Sinar Agama: Abu: Antum tidak melakukan apapun kecuali setelah membaca wahdatulwujud bagian 1-9. Karena saya masih yakin bahwa apa yang telah antum lakukan itu, tidak akan sama dengan yang kita tulis dan maukan. Artinya, seseorang harus mengerti dulu apa maksud wahdatulwujud dan baru melakukan suluk. Jadi, harap hati-hati.
Abu Humairoh: Ya, ana akui apa yang ana lakukan pasti tidak sama karena dulu yang ana lakukn cuma bersifat tazkiyah binafsi, dan sudah lama ana tinggalkan karna waku ana belajar sama guru wahabi itu bertentangan tad, lalu sekarang setelah kenal ahlul bait, ana ingin mengenal dan mengetahuinya tad, dan ustad tolong bimbing ana sedikit-sedikit untuk menjalnkannya. Wasallam.
Gunawan Harianto: Ijin share ustadz.
Sinar Agama: Abu: bijaknya adalah memperhatikan semua catatan wahdatulwujud 1-9, dimana disebut Irfan Teori, yakni pembuktian wahdatulwujudnya, dan memperhatikan pula Irfan Amali- nya. Nanti kalau setelah dipelajari seksama, lalu ada pertanyaan, maka bisa ditanyakan.
Sinar Agama: Gunawan; kalau hanya untuk diri sendiri dan tidak untuk orang lain, monggo saja.
Abu Humairoh: Na’am ustad, sukron ana pelajari dari catatan 1 sampai 9.
Sinar Agama: Abu: Ok, dan kunci dari Irfan Teorinya itu ada di :
(1) Memahami hakikat Ada/eksistensi dan Esensi serta seluk beluk keduanya.
(2) Benar-benar mengerti beda esksistensi (wujud) dengan esensi (batasan wujud).
(3) Mengerti benar makna materi dan non materi.
(4) Mengerti kenyataan dan dalilnya tiga alam yang dimulai dati Akal-satu, Akal-pertengahan, Akal-akhir, Barzakh dan Materi.
(5) Mengerti benar apa makna terbatas dan tidak terbatas.
Abu Humairoh: Afwan tad ana masih belum faham tentang akal satu pertengahan dan akal akhir?
Sinar Agama: Abu: makanya baca semua catatan-catatan itu, ana tadi itu hanya mengarahkan antum titik penting pemecahan masalahnya. Jadi hal-hal tadi itulah kuncinya, dan semua sudah ada di catatan-catatanku.
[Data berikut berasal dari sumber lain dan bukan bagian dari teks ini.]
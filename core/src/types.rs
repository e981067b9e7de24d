//! Domain DTOs for the todo API.
//!
//! # Design
//! These types mirror the mock-server's schema but are defined independently,
//! so the client surface never couples to Axum internals. Integration tests
//! catch any schema drift between the two crates. Task ids are backend-owned
//! integers; id `0` is never issued by the backend and is reserved by the
//! client as the "nothing is being edited" sentinel.

use serde::{Deserialize, Serialize};

/// CSRF token issued by `GET /csrf`, bound to the session cookie identity.
///
/// Held only in memory as a header value; never persisted.
#[derive(Debug, Clone, Serialize, Deserialize, PartialEq, Eq)]
pub struct CsrfToken {
    #[serde(rename = "csrfToken")]
    pub csrf_token: String,
}

/// A single task returned by the API.
#[derive(Debug, Clone, Serialize, Deserialize, PartialEq, Eq)]
pub struct Task {
    pub id: u32,
    pub title: String,
}

/// Request payload for creating a new task.
#[derive(Debug, Clone, Serialize, Deserialize)]
pub struct CreateTask {
    pub title: String,
}

/// Request payload for renaming an existing task.
#[derive(Debug, Clone, Serialize, Deserialize)]
pub struct UpdateTask {
    pub title: String,
}

/// Email/password pair for the signup and login operations.
#[derive(Debug, Clone, Serialize, Deserialize)]
pub struct Credentials {
    pub email: String,
    pub password: String,
}

/// Account record returned by `POST /signup`.
#[derive(Debug, Clone, Serialize, Deserialize, PartialEq, Eq)]
pub struct User {
    pub id: u32,
    pub email: String,
}

/// The task currently being edited, shared across views.
///
/// `{id: 0, title: ""}` is the sentinel meaning "nothing is being edited";
/// `Default` produces it. The store never validates payloads, so other
/// combinations involving id `0` are representable; [`EditedTask::is_empty`]
/// recognizes only the exact sentinel.
#[derive(Debug, Clone, Default, Serialize, Deserialize, PartialEq, Eq)]
pub struct EditedTask {
    pub id: u32,
    pub title: String,
}

impl EditedTask {
    /// The "nothing is being edited" sentinel.
    pub fn empty() -> Self {
        Self::default()
    }

    /// Whether this value is exactly the sentinel.
    pub fn is_empty(&self) -> bool {
        self.id == 0 && self.title.is_empty()
    }
}

#[cfg(test)]
mod tests {
    use super::*;

    #[test]
    fn csrf_token_decodes_camel_case_body() {
        let token: CsrfToken = serde_json::from_str(r#"{"csrfToken":"abc123"}"#).unwrap();
        assert_eq!(token.csrf_token, "abc123");
    }

    #[test]
    fn csrf_token_rejects_wrong_shape() {
        let result: Result<CsrfToken, _> = serde_json::from_str(r#"{"token":"abc123"}"#);
        assert!(result.is_err());
    }

    #[test]
    fn task_roundtrips_through_json() {
        let task = Task {
            id: 7,
            title: "Buy milk".to_string(),
        };
        let json = serde_json::to_string(&task).unwrap();
        let back: Task = serde_json::from_str(&json).unwrap();
        assert_eq!(back, task);
    }

    #[test]
    fn edited_task_default_is_the_sentinel() {
        let task = EditedTask::default();
        assert_eq!(task, EditedTask::empty());
        assert_eq!(task.id, 0);
        assert_eq!(task.title, "");
        assert!(task.is_empty());
    }

    #[test]
    fn edited_task_with_title_but_zero_id_is_not_the_sentinel() {
        let task = EditedTask {
            id: 0,
            title: "odd".to_string(),
        };
        assert!(!task.is_empty());
    }
}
Agas Radityha Cahaya Abadi: Subhanallah masih belum mengerti, harus dibaca berulang kali agar lebih paham,, syukron antum bermanfaat.. met sore dan sukses selalu, hanya yss yang membalas kebaikan antum, amiennn.
Sinar Agama: Agas; orang kita sendiri pahamnya setelah belajar filsafat dan irfan, ya...sudah tentu harus berpikir terus dan berdo’a serta menjauhi dosa.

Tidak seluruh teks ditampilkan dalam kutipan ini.